A Natural Alternative to Statin Drugs
posted by DRveejay
A Natural Alternative to Statin Drugs
Heart disease has become one of the primary health concerns in this country, and the use of cholesterol-lowering drugs has become almost commonplace. Chances are you or someone you know is taking one. This article will discuss three studies that prove a simple sugar cane extract is more potent than Statin Drugs.
In May of 2001, the National Cholesterol Education program revised its "statin" drug recommendations. As a result, under the new guidelines the number of people in the United States "qualifying" for prescription drug treatment skyrocketed from 13 million to 36 million. These recommendations also bypass attempts to lower cholesterol by means of diet and exercise and instruct physicians to prescribe first and ask questions later.
While these new guidelines are certainly good for the patent medicine industry, they may not be in the best interest of the millions of people now "required" to take statin drugs. Statin drugs are often associated with side effects such as nausea, headaches, dizziness, sleep disturbances, liver problems, muscle weakness, and pain. One statin drug, Baycol, was recalled by the manufacturer in August 2002 after it was found to be linked to over 50 deaths.
In addition to these risks, statin drugs cost an average of over $100 a month. Since the revised guidelines mean big business for patent medicine companies, it's no wonder that news of the natural alternative to these drugs has remained unknown to the general public.
The Sweet Secret for Effectively Lowering Cholesterol Levels
Clinical trials show that one natural substance offers even better results than prescription drugs at lowering overall cholesterol and triglyceride levels while raising levels of HDL (good) cholesterol and protecting against blood clotting. This amazing substance, a fraction of sugar cane called policosanol, offers all of these benefits with virtually no side effects, at less than half the cost of prescription statin drugs. And it may actually eliminate your need for cholesterol-lowering prescription drugs.

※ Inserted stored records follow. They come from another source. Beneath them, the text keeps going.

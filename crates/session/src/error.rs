//! Session error types
//!
//! Each session operation has its own error enum. All of them can be reduced
//! to an [`ErrorKind`] and, where the host stack was involved, its numeric
//! error code.

use crate::host::HostError;
use crate::session::SessionState;
use descriptor::{DescriptorError, DeviceIdentifier};
use std::fmt;
use thiserror::Error;

/// Coarse classification shared by all session errors
#[derive(Debug, Clone, Copy, PartialEq, Eq, Hash)]
pub enum ErrorKind {
    HostStackInitFailed,
    NotFound,
    OpenFailed,
    DetachFailed,
    ConfigurationFailed,
    ClaimFailed,
    DescriptorReadFailed,
    InvalidState,
}

impl fmt::Display for ErrorKind {
    fn fmt(&self, f: &mut fmt::Formatter<'_>) -> fmt::Result {
        let name = match self {
            ErrorKind::HostStackInitFailed => "host stack init failed",
            ErrorKind::NotFound => "not found",
            ErrorKind::OpenFailed => "open failed",
            ErrorKind::DetachFailed => "detach failed",
            ErrorKind::ConfigurationFailed => "configuration failed",
            ErrorKind::ClaimFailed => "claim failed",
            ErrorKind::DescriptorReadFailed => "descriptor read failed",
            ErrorKind::InvalidState => "invalid state",
        };
        f.write_str(name)
    }
}

/// Errors from locating and opening a device
#[derive(Debug, Error)]
pub enum OpenError {
    /// The host USB stack could not be initialised
    #[error("Couldn't initialise the USB host stack: {0}")]
    HostStackInitFailed(HostError),

    /// No attached device matches the identifier
    #[error("Couldn't find device [{0}]")]
    NotFound(DeviceIdentifier),

    /// A matching device exists but the host refused to open it
    #[error("Couldn't open device [{identifier}]: {source}")]
    OpenFailed {
        identifier: DeviceIdentifier,
        source: HostError,
    },
}

impl OpenError {
    pub fn kind(&self) -> ErrorKind {
        match self {
            OpenError::HostStackInitFailed(_) => ErrorKind::HostStackInitFailed,
            OpenError::NotFound(_) => ErrorKind::NotFound,
            OpenError::OpenFailed { .. } => ErrorKind::OpenFailed,
        }
    }

    pub fn code(&self) -> Option<i32> {
        match self {
            OpenError::HostStackInitFailed(e) | OpenError::OpenFailed { source: e, .. } => {
                Some(e.code)
            }
            OpenError::NotFound(_) => None,
        }
    }
}

/// Errors from detaching, configuring and claiming
#[derive(Debug, Error)]
pub enum PrepareError {
    #[error("Failed to detach kernel driver from interface {interface}: {source}")]
    DetachFailed { interface: u8, source: HostError },

    #[error("Failed to set device configuration to {configuration}: {source}")]
    ConfigurationFailed { configuration: u8, source: HostError },

    #[error("Failed to claim interface {interface}: {source}")]
    ClaimFailed { interface: u8, source: HostError },

    #[error("Cannot prepare a session that is {0}")]
    InvalidState(SessionState),
}

impl PrepareError {
    pub fn kind(&self) -> ErrorKind {
        match self {
            PrepareError::DetachFailed { .. } => ErrorKind::DetachFailed,
            PrepareError::ConfigurationFailed { .. } => ErrorKind::ConfigurationFailed,
            PrepareError::ClaimFailed { .. } => ErrorKind::ClaimFailed,
            PrepareError::InvalidState(_) => ErrorKind::InvalidState,
        }
    }

    pub fn code(&self) -> Option<i32> {
        match self {
            PrepareError::DetachFailed { source, .. }
            | PrepareError::ConfigurationFailed { source, .. }
            | PrepareError::ClaimFailed { source, .. } => Some(source.code),
            PrepareError::InvalidState(_) => None,
        }
    }
}

/// Errors from reading descriptors
#[derive(Debug, Error)]
pub enum DescriptorReadError {
    /// The control request itself failed
    #[error("Failed to get device descriptor: {0}")]
    DescriptorReadFailed(HostError),

    /// The device answered with fewer bytes than the descriptor needs
    #[error("Failed to get device descriptor: short read of {actual} bytes (expected {expected})")]
    ShortRead { expected: usize, actual: usize },

    /// The bytes are not a device descriptor
    #[error("Failed to decode device descriptor: {0}")]
    Malformed(#[from] DescriptorError),

    /// Failed to read a string descriptor
    #[error("Failed to read string descriptor {index}: {source}")]
    StringReadFailed { index: u8, source: HostError },

    #[error("Cannot read descriptors from a session that is {0}")]
    InvalidState(SessionState),
}

impl DescriptorReadError {
    pub fn kind(&self) -> ErrorKind {
        match self {
            DescriptorReadError::InvalidState(_) => ErrorKind::InvalidState,
            _ => ErrorKind::DescriptorReadFailed,
        }
    }

    pub fn code(&self) -> Option<i32> {
        match self {
            DescriptorReadError::DescriptorReadFailed(e)
            | DescriptorReadError::StringReadFailed { source: e, .. } => Some(e.code),
            _ => None,
        }
    }
}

By now you know that refined sugar is on the "no-no" list. In fact, refined sugar can actually cause a huge list of health problems, including premature tissue stiffening. There is no doubt that eliminating refined sugar is a crucial step in living a healthy lifestyle.
Not all Sweeteners are Created Equal
However, not all sugar is created equal. Certain specific natural sugars can help fight bacteria and infections. Whole sugar cane and other sugar cane fractions can also be good for you. For example, molasses, as the "whole juice" of sugar cane, is a somewhat healthful sweetener, containing useful amounts of iron, chromium, pyridoxine (vitamin B6), and other nutrients that help our bodies metabolize sugar. But the powers of sugar cane go far beyond the nutrients in molasses.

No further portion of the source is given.